Genetic determinates for conjugated linolenic acid production in Lactobacillus plantarum ZS2058.

Abstract

To investigate the genetic determinates for conjugated linolenic acid (CLNA) production in Lactobacillus plantarum ZS2058, a high CLNA producer. After culturing with α-linolenic acid (ALA) in the medium, the fatty acid compositions of supernatant fluid and cell pellets were analysed via GC-MS. cis9,trans11,cis15-CLNA was identified to be the predominant isomer. And during CLNA production, 10-hydroxy-cis12-cis15-octadecenoic acid (10-HOEA) and 10-oxo-cis12-cis15-octadecenoic acid (10-OXOA) were accumulated.
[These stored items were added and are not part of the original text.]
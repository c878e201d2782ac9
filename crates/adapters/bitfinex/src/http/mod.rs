// -------------------------------------------------------------------------------------------------
//  Copyright (C) 2015-2025 Nautech Systems Pty Ltd. All rights reserved.
//  https://nautechsystems.io
//
//  Licensed under the GNU Lesser General Public License Version 3.0 (the "License");
//  You may not use this file except in compliance with the License.
//  You may obtain a copy of the License at https://www.gnu.org/licenses/lgpl-3.0.en.html
//
//  Unless required by applicable law or agreed to in writing, software
//  distributed under the License is distributed on an "AS IS" BASIS,
//  WITHOUT WARRANTIES OR CONDITIONS OF ANY KIND, either express or implied.
//  See the License for the specific language governing permissions and
//  limitations under the License.
// -------------------------------------------------------------------------------------------------


//! HTTP client, endpoint table and response models for the Bitfinex v2 REST API.

pub mod client;
pub mod endpoints;
pub mod models;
The E. coli recombinants harbouring genes encoding myosin-cross-reactive antigen (MCRA), short-chain dehydrogenase/oxidoreductase (DH) and acetoacetate decarboxylase (DC), respectively, were analysed for their roles in CLNA production. The results indicated that MCRA converted ALA to 10-HOEA, following converted to 10-OXOA by DH. While with the combination of three recombinants, ALA could be transformed into CLNA plus 10-HOEA and 10-OXOA. When the three genes were deleted, none of the L. plantarum ZS2058 knockout mutants could produce any CLNA, after complementation, and all the complementary mutants recovered the CLNA-production ability at similar levels as the wild strain. Lactobacillus plantarum ZS2058 produced CLNA from ALA with 10-HOEA and 10-OXOA as intermediates. The triple-component isomerase of MCRA, DH and DC was the unique genetic determinant for CLNA generation. The current results firstly provided conclusive evidence that the triple-component isomerase complex was shared by both CLA and CLNA production in lactobacilli.